At least, that is what it says in English. The compulsory Welsh translation underneath, following an e-mail query to the local authority's in-house translation service, actually says: “I am not in the office at the moment. Please send any work to be translated.” Which is “Nid wyf yn y swyddfa ar hyn o bryd. Anfonwch unrhyw waith l'w gyfieithu”. Obviously, it should have said “Na chofnodiad achos 'n drwm da vehicles. residential safle ond”.
Or should it? I got that translation of the correct message from an internet translation service, but when I fed it back in the other way round, it emerged as “I do entry because heartburn drum good vehicles. residential position except”. So I then reversed the translation of the actual Welsh out-of-office message, and that returned “Bit I am being crookedly in the office at this time...” You can see why the council needs in-house translators. Even if they are so piously, humourlessly Welsh-speaking that they don't put their out-of-office responses into both languages.
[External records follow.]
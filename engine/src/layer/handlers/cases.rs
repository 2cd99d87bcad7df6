use super::super::*;

use casedrop_types::{
    Disposition, InventoryItem, OpeningSession, RewardKind, RewardTableEntry,
    ERROR_CASE_NOT_FOUND, ERROR_INSUFFICIENT_FUNDS, ERROR_INVALID_CASE, ERROR_INVENTORY_FULL,
    ERROR_NO_ELIGIBLE_REWARDS, ERROR_PLAYER_NOT_FOUND, ERROR_RATE_LIMITED,
    ERROR_SESSION_EXISTS, ERROR_SESSION_NOT_FOUND, ERROR_SESSION_NOT_OWNED,
    ERROR_SETTLEMENT_CONFLICT, MAX_INVENTORY_ITEMS,
};
use tracing::debug;

use crate::rng::{DrawRng, DOMAIN_REEL, DOMAIN_WINNER};
use crate::selector;
use crate::sequence;

/// Coins a settlement credits for a given reward and disposition.
///
/// Keep on a coin bundle credits the bundle; Keep on a skin credits nothing
/// (the skin goes to inventory). Sell always credits the entry value.
fn settlement_payout(reward: &RewardTableEntry, disposition: Disposition) -> u64 {
    match disposition {
        Disposition::Keep => match reward.kind {
            RewardKind::Skin => 0,
            RewardKind::CoinBundle => reward.value,
        },
        Disposition::Sell => reward.value,
    }
}

impl<'a, S: State> Layer<'a, S> {
    pub(in crate::layer) async fn handle_open_case(
        &mut self,
        public: &PublicKey,
        case_id: u64,
        session_id: u64,
        free: bool,
    ) -> Vec<Event> {
        let mut player = match self.get(&Key::Player(public.clone())).await {
            Some(Value::Player(p)) => p,
            _ => {
                return vec![Event::StoreError {
                    player: public.clone(),
                    session_id: Some(session_id),
                    error_code: ERROR_PLAYER_NOT_FOUND,
                    message: "Player not found".to_string(),
                }]
            }
        };

        // Session ids are single-use; a replayed open must not roll again.
        if self.get(&Key::Session(session_id)).await.is_some() {
            return vec![Event::StoreError {
                player: public.clone(),
                session_id: Some(session_id),
                error_code: ERROR_SESSION_EXISTS,
                message: "Session already exists".to_string(),
            }];
        }

        let case = match self.get(&Key::Case(case_id)).await {
            Some(Value::Case(c)) => c,
            _ => {
                return vec![Event::StoreError {
                    player: public.clone(),
                    session_id: Some(session_id),
                    error_code: ERROR_CASE_NOT_FOUND,
                    message: "Case not found".to_string(),
                }]
            }
        };

        let current_day = self.current_day();
        if free {
            if !case.is_free {
                return vec![Event::StoreError {
                    player: public.clone(),
                    session_id: Some(session_id),
                    error_code: ERROR_INVALID_CASE,
                    message: "Case is not free".to_string(),
                }];
            }
            if player.last_free_open_day != 0 && player.last_free_open_day == current_day {
                return vec![Event::StoreError {
                    player: public.clone(),
                    session_id: Some(session_id),
                    error_code: ERROR_RATE_LIMITED,
                    message: "Free case already opened today, try again tomorrow".to_string(),
                }];
            }
        }

        let cost = if free { 0 } else { case.price };
        if player.balance < cost {
            return vec![Event::StoreError {
                player: public.clone(),
                session_id: Some(session_id),
                error_code: ERROR_INSUFFICIENT_FUNDS,
                message: format!("Insufficient coins: have {}, need {}", player.balance, cost),
            }];
        }

        let pool = selector::eligible(&case.entries);
        let mut winner_rng = DrawRng::new(&self.secret, session_id, DOMAIN_WINNER);
        let reward = match selector::pick_weighted(&pool, winner_rng.next_unit()) {
            Ok(entry) => entry.clone(),
            Err(_) => {
                return vec![Event::StoreError {
                    player: public.clone(),
                    session_id: Some(session_id),
                    error_code: ERROR_NO_ELIGIBLE_REWARDS,
                    message: "Case has no eligible rewards".to_string(),
                }]
            }
        };

        // The reel embeds the already-drawn winner, so the reveal cannot
        // disagree with the settlement.
        let mut reel_rng = DrawRng::new(&self.secret, session_id, DOMAIN_REEL);
        let reel = match sequence::build(&reward, &pool, &mut reel_rng) {
            Ok(reel) => reel,
            Err(_) => {
                return vec![Event::StoreError {
                    player: public.clone(),
                    session_id: Some(session_id),
                    error_code: ERROR_NO_ELIGIBLE_REWARDS,
                    message: "Case has no eligible rewards".to_string(),
                }]
            }
        };

        player.balance = player.balance.saturating_sub(cost);
        player.opened_cases = player.opened_cases.saturating_add(1);
        if free {
            player.last_free_open_day = current_day;
        }
        let new_balance = player.balance;
        self.insert(Key::Player(public.clone()), Value::Player(player));

        let session = OpeningSession {
            id: session_id,
            player: public.clone(),
            case_id,
            cost,
            reward: reward.clone(),
            roulette: reel.items.clone(),
            winner_index: reel.winner_index,
            created_at: self.now,
            settled: false,
            disposition: None,
        };
        self.insert(Key::Session(session_id), Value::Session(session));

        debug!(session_id, case_id, reward = reward.id, "case opened");

        vec![Event::CaseOpened {
            session_id,
            player: public.clone(),
            case_id,
            reward,
            roulette: reel.items,
            winner_index: reel.winner_index,
            new_balance,
        }]
    }

    pub(in crate::layer) async fn handle_settle_reward(
        &mut self,
        public: &PublicKey,
        session_id: u64,
        disposition: Disposition,
    ) -> Vec<Event> {
        let mut session = match self.get(&Key::Session(session_id)).await {
            Some(Value::Session(s)) => s,
            _ => {
                return vec![Event::StoreError {
                    player: public.clone(),
                    session_id: Some(session_id),
                    error_code: ERROR_SESSION_NOT_FOUND,
                    message: "Session not found".to_string(),
                }]
            }
        };

        if &session.player != public {
            return vec![Event::StoreError {
                player: public.clone(),
                session_id: Some(session_id),
                error_code: ERROR_SESSION_NOT_OWNED,
                message: "Session belongs to another player".to_string(),
            }];
        }

        let mut player = match self.get(&Key::Player(public.clone())).await {
            Some(Value::Player(p)) => p,
            _ => {
                return vec![Event::StoreError {
                    player: public.clone(),
                    session_id: Some(session_id),
                    error_code: ERROR_PLAYER_NOT_FOUND,
                    message: "Player not found".to_string(),
                }]
            }
        };

        // Settlement is exactly-once: a retry with the same disposition is
        // acknowledged without crediting again, a different disposition is a
        // conflict.
        if session.settled {
            if session.disposition == Some(disposition) {
                debug!(session_id, "settlement retry acknowledged");
                return vec![Event::RewardSettled {
                    session_id,
                    player: public.clone(),
                    disposition,
                    payout: settlement_payout(&session.reward, disposition),
                    new_balance: player.balance,
                }];
            }
            return vec![Event::StoreError {
                player: public.clone(),
                session_id: Some(session_id),
                error_code: ERROR_SETTLEMENT_CONFLICT,
                message: "Session already settled with a different disposition".to_string(),
            }];
        }

        let payout = settlement_payout(&session.reward, disposition);
        if disposition == Disposition::Keep && session.reward.kind == RewardKind::Skin {
            if player.inventory.len() >= MAX_INVENTORY_ITEMS {
                return vec![Event::StoreError {
                    player: public.clone(),
                    session_id: Some(session_id),
                    error_code: ERROR_INVENTORY_FULL,
                    message: "Inventory is full".to_string(),
                }];
            }
            player.inventory.push(InventoryItem {
                reward_id: session.reward.id,
                display_name: session.reward.display_name.clone(),
                image_ref: session.reward.image_ref.clone(),
                value: session.reward.value,
                acquired_at: self.now,
            });
        }
        player.balance = player.balance.saturating_add(payout);
        let new_balance = player.balance;

        session.settled = true;
        session.disposition = Some(disposition);
        self.insert(Key::Player(public.clone()), Value::Player(player));
        self.insert(Key::Session(session_id), Value::Session(session));

        vec![Event::RewardSettled {
            session_id,
            player: public.clone(),
            disposition,
            payout,
            new_balance,
        }]
    }
}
But it was not the mere Hoffnung phrasebook joke which slew me. I saw with beautiful clarity the implications of what happened. Plainly, nobody in the traffic department that commissioned the sign spoke any Welsh (or they would have wondered why the second sentence was an incongruous length and lacked familiar words). Nor did anybody, at any stage of the proofing and manufacturing process involving non-retroreflective glass bead technology, aluminium sheeting and BS 873 standard lettering compliant with Highways Sector Scheme 9A, raise a query. Nobody: not a word of Welsh between them. And more importantly, not a flicker of curiosity.
And don't tell me the sign was made by ignorant English people, because there are at least three Welsh firms that make road signs. I cannot believe that a Welsh council would send work elsewhere. Basically, nobody gave a damn, including the workmen who put it up. The first to spot it were readers of a Welsh-language magazine, the editor of which sorrowfully says it is not a first. Cyclists between Cardiff and Penarth were baffled by a sign, the Welsh text of which warned of “an inflamed bladder”. A pedestrian sign in Cardiff briefly said “look right” in English and “look left” in Welsh. A school in Wrexham had “staff” translated as “wooden staves”. In all these cases, great chains of personnel must have let it all through.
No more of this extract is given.